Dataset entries
*****
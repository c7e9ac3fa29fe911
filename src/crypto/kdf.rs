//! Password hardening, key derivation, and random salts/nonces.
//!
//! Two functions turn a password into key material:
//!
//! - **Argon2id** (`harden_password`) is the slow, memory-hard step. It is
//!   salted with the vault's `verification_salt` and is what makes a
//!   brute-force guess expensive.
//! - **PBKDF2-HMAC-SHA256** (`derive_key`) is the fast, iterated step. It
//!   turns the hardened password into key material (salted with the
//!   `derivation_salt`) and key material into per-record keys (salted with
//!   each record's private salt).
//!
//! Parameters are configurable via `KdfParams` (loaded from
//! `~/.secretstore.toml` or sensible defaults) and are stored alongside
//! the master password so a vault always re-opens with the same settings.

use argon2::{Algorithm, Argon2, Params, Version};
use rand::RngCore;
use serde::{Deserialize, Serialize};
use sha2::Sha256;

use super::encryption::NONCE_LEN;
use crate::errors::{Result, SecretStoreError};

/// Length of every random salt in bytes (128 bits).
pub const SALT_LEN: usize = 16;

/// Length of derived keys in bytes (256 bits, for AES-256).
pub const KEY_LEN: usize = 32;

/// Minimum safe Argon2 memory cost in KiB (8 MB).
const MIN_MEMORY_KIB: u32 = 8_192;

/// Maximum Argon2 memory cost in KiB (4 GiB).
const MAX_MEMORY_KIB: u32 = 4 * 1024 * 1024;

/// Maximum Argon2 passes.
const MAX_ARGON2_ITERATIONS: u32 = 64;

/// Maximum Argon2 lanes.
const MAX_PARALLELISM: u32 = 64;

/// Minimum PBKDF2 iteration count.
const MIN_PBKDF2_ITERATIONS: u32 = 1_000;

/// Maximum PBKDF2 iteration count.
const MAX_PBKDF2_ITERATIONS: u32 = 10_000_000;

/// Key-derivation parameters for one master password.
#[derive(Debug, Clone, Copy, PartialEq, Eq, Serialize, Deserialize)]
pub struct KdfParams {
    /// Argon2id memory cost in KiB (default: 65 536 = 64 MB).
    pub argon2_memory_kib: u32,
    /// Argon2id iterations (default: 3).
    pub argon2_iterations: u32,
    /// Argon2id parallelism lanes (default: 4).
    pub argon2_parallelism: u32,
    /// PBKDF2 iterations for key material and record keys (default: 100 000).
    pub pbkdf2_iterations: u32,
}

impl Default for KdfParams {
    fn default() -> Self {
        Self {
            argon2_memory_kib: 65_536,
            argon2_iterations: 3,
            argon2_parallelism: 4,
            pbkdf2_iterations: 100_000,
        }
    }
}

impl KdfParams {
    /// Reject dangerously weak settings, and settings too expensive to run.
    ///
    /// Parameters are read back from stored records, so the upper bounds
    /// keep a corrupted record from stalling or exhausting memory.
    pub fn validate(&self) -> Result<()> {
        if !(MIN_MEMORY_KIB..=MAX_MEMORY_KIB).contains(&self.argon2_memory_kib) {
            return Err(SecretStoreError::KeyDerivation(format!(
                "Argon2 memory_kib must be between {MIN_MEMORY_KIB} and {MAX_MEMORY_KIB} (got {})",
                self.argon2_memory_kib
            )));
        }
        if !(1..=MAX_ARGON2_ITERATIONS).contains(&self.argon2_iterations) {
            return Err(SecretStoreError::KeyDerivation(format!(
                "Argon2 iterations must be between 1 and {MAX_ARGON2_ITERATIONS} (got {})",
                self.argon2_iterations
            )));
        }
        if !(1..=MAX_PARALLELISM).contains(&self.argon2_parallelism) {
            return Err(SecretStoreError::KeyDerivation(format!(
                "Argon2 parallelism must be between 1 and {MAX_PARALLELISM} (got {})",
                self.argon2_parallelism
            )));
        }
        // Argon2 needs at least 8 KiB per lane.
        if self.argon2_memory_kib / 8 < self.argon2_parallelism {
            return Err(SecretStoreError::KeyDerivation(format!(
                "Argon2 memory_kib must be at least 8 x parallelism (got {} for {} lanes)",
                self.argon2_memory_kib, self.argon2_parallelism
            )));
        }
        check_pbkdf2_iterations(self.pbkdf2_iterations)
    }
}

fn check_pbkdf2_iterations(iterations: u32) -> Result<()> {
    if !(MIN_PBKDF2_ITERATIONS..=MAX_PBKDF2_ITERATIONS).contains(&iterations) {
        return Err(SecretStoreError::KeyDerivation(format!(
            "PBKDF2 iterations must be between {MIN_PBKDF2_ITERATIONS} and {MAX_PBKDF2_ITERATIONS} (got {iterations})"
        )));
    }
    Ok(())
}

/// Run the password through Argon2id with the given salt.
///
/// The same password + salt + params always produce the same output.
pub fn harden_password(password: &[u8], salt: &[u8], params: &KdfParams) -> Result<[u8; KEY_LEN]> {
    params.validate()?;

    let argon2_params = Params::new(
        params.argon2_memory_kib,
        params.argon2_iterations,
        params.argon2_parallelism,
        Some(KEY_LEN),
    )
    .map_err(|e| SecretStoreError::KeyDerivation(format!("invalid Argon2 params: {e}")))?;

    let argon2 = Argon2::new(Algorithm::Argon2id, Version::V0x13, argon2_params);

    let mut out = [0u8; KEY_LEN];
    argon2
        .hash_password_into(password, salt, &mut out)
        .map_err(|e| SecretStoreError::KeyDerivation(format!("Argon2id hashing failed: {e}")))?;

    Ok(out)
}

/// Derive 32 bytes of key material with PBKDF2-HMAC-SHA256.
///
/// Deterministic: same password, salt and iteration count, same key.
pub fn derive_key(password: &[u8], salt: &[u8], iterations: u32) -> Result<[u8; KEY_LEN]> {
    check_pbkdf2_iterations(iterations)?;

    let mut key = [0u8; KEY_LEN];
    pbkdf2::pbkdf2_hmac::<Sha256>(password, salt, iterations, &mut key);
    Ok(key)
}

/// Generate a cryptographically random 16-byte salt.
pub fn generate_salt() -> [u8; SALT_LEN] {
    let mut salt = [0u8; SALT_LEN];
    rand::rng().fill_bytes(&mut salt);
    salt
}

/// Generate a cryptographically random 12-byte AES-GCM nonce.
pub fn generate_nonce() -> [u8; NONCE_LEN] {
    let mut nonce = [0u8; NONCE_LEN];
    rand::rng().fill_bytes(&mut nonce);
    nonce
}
*****
What to produce
All lines with the word "lanes" must be located in the data and copied.

The completed task
/// Maximum Argon2 lanes.
    /// Argon2id parallelism lanes (default: 4).
                "Argon2 memory_kib must be at least 8 x parallelism (got {} for {} lanes)",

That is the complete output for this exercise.